Americana est une collection qui possède sa propre spécificité et sa propre cohérence. L’idée originale est de reprendre l’aspect contestataire du Nature Writing (qui est une forme de contre-culture en tant que telle) afin de présenter une autre facette de l’Amérique (« L’Amérique à contre-jour ») sans que cela soit nécessairement identifié à une zone géographique (l’Ouest américain) ou à l’idée de nature.
Americana, qui emprunte son nom au premier roman de Don DeLillo, est donc une collection autonome, avec une identité et une personnalité propres qui sont celles de son éditeur, Philippe Beyvin, mais qui complète utilement et de manière cohérente les collection Nature Writing et Noire. J’insiste là-dessus, car il est important de ne pas confondre ces deux collections (Nature Writing et Americana) qui traitent d’univers différents. C’est d’ailleurs pour cela que la charte graphique est, elle aussi, différente.

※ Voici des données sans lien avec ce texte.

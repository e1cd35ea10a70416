//! Selection of peripherals and registers by name

use regex::Regex;

use crate::{
    error::Error,
    model::{Device, PeripheralDescriptor},
};
use log::info;

/// Which peripherals and registers to keep from the input
#[derive(Default)]
pub struct Filters {
    /// Filter based on register name
    pub(crate) reg: Option<ItemFilter<String>>,
    /// Filter peripherals
    pub(crate) top: Option<ItemFilter<String>>,
}

impl Filters {
    /// Take all peripherals and registers in input
    pub fn all() -> Self {
        Self::default()
    }

    pub fn from_filters(
        reg_filter: Option<ItemFilter<String>>,
        periph_filter: Option<ItemFilter<String>>,
    ) -> Self {
        Self {
            reg: reg_filter,
            top: periph_filter,
        }
    }

    /// Remove the peripherals and registers that are not allowed from `device`
    pub(crate) fn apply(&self, device: Device) -> Device {
        let Device { name, peripherals } = device;
        let peripherals = peripherals
            .into_iter()
            .filter(|p| {
                let allowed = self.top.as_ref().map_or(true, |f| f.is_allowed(&p.name));
                if !allowed {
                    info!(
                        "Peripheral {} was not included due to peripheral filters",
                        p.name
                    );
                }
                allowed
            })
            .map(|p| self.apply_reg(p))
            .collect();
        Device::new(name, peripherals)
    }

    fn apply_reg(&self, mut periph: PeripheralDescriptor) -> PeripheralDescriptor {
        if let Some(filter) = &self.reg {
            periph.registers.retain(|r| {
                let allowed = filter.is_allowed(&r.name);
                if !allowed {
                    info!(
                        "Register {}-{} was not included due to register filters",
                        periph.name, r.name
                    );
                }
                allowed
            });
        }
        periph
    }
}

/// What items of type `T` are allowed or not
pub enum ItemFilter<T: PartialEq> {
    List {
        // If set, only the specified items are allowed. If not set, all items are
        // allowed except the ones listed in blocklist.
        allow_list: Option<Vec<T>>,
        // These items are always blocked even if present in `allow_list`
        block_list: Vec<T>,
    },
    Regex {
        // If set, only items matching the regex are allowed
        allow: Option<Regex>,
        // If set, items matching the regex are not allowed
        block: Option<Regex>,
    },
}

impl<T: PartialEq> ItemFilter<T> {
    pub fn list(allow_list: Option<Vec<T>>, block_list: Vec<T>) -> ItemFilter<T> {
        Self::List {
            allow_list,
            block_list,
        }
    }

    pub const fn regex(allow: Option<Regex>, block: Option<Regex>) -> ItemFilter<T> {
        Self::Regex { allow, block }
    }
}

impl ItemFilter<String> {
    /// Compile `allow` and `block` patterns into a regex filter
    pub fn from_patterns(allow: Option<&str>, block: Option<&str>) -> Result<Self, Error> {
        let compile = |pattern: Option<&str>| pattern.map(Regex::new).transpose();
        Ok(Self::regex(compile(allow)?, compile(block)?))
    }
}

impl<T> ItemFilter<T>
where
    T: PartialEq + AsRef<str>,
{
    pub fn is_allowed(&self, value: &str) -> bool {
        match self {
            Self::List {
                allow_list,
                block_list,
            } => {
                // Items in block list are always blocked
                if block_list.iter().any(|b| b.as_ref() == value) {
                    return false;
                }
                allow_list
                    .as_ref()
                    .map_or(true, |al| al.iter().any(|a| a.as_ref() == value))
            }
            Self::Regex { allow, block } => {
                // Items matched by block regex are always blocked
                if block.as_ref().is_some_and(|block| block.is_match(value)) {
                    return false;
                }
                allow.as_ref().map_or(true, |allow| allow.is_match(value))
            }
        }
    }

    pub fn is_blocked(&self, value: &str) -> bool {
        !self.is_allowed(value)
    }
}

#[cfg(test)]
mod tests {
    use super::*;
    use crate::model::{Access, RegisterDescriptor, NO_DESCRIPTION};

    fn periph(name: &str, base: u64, regs: &[&str]) -> PeripheralDescriptor {
        PeripheralDescriptor::new(
            name.to_owned(),
            NO_DESCRIPTION.to_owned(),
            base,
            None,
            regs.iter()
                .enumerate()
                .map(|(i, r)| RegisterDescriptor {
                    name: (*r).to_owned(),
                    description: NO_DESCRIPTION.to_owned(),
                    address_offset: 4 * i as u64,
                    access: Access::ReadWrite,
                    fields: vec![],
                })
                .collect(),
        )
    }

    fn device() -> Device {
        Device::new(
            "DEV".to_owned(),
            vec![
                periph("UART0", 0x1000, &["DATA", "STATUS"]),
                periph("UART1", 0x2000, &["DATA", "STATUS"]),
                periph("TIMER", 0x3000, &["LOAD"]),
            ],
        )
    }

    #[test]
    fn list_filter_blocks_before_allowing() {
        let f = ItemFilter::list(
            Some(vec!["UART0".to_owned(), "UART1".to_owned()]),
            vec!["UART1".to_owned()],
        );
        assert!(f.is_allowed("UART0"));
        assert!(f.is_blocked("UART1"));
        assert!(f.is_blocked("TIMER"));
    }

    #[test]
    fn regex_filter_blocks_before_allowing() {
        let f: ItemFilter<String> = ItemFilter::regex(
            Some(Regex::new("^UART").unwrap()),
            Some(Regex::new("1$").unwrap()),
        );
        assert!(f.is_allowed("UART0"));
        assert!(f.is_blocked("UART1"));
        assert!(f.is_blocked("TIMER"));
    }

    #[test]
    fn patterns_compile_into_regex_filter() {
        let f = ItemFilter::from_patterns(Some("^UART"), None).unwrap();
        assert!(f.is_allowed("UART1"));
        assert!(f.is_blocked("TIMER"));
        assert!(matches!(
            ItemFilter::from_patterns(None, Some("(")),
            Err(Error::Regex(_))
        ));
    }

    #[test]
    fn filters_apply_to_peripherals_and_registers() {
        let filters = Filters::from_filters(
            Some(ItemFilter::list(None, vec!["STATUS".to_owned()])),
            Some(ItemFilter::regex(Some(Regex::new("^UART").unwrap()), None)),
        );
        let dev = filters.apply(device());
        let names = dev
            .peripherals
            .iter()
            .map(|p| (p.name.as_str(), p.registers.len()))
            .collect::<Vec<_>>();
        assert_eq!(names, [("UART0", 1), ("UART1", 1)]);

        assert_eq!(Filters::all().apply(device()), device());
    }
}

Quelle est, à ce jour, votre plus grande fierté ?

Je suis très heureux de pouvoir commencer à faire reconnaître certains auteurs comme Edward Abbey, Rob Schultheis, Craig Johnson…, et surtout le Nature Writing en tant que mouvement littéraire.
Je suis également très heureux des contacts que j’entretiens avec certains libraires et lecteurs qui nous écrivent pour nous dire qu’ils ont apprécié tel ou tel livre, par exemple. Je ne sais pas si c’est un sujet de fierté, mais c’est en tout cas un sujet de satisfaction.

Quel est à ce jour votre plus gros succès ?

Les livres de la collection Noire sont ceux qui se vendent le mieux. Mes meilleures ventes : les livres de W.G. Tapply, Le Gang de la Clef à Molette, Little Bird, les livres de Trevanian, Indian Creek, Itinéraire d’un pêcheur à la mouche… Mais j’ai encore un petit catalogue.

Quels sont les auteurs que vous aimeriez publier ?

Ceux que je publie. Les autres je ne les connais pas. Il y a certes des auteurs que j’aurais aimé publier (Jim Harrison, Thomas McGuane, David James Duncan, Jim Lynch, Dan O’Brien… et plein d’autres encore), mais ils sont très bien là où ils sont.

En dehors de vos prochains lancements, quels sont vos projets immédiats ?

Continuer à installer Americana est notre première priorité pour l’année à venir. Vous savez, les anglais disent qu’il faut compter dix à douze ans pour apprendre la pêche à la mouche. Moi, je pense qu’il faut sans doute autant de temps pour apprendre à devenir éditeur.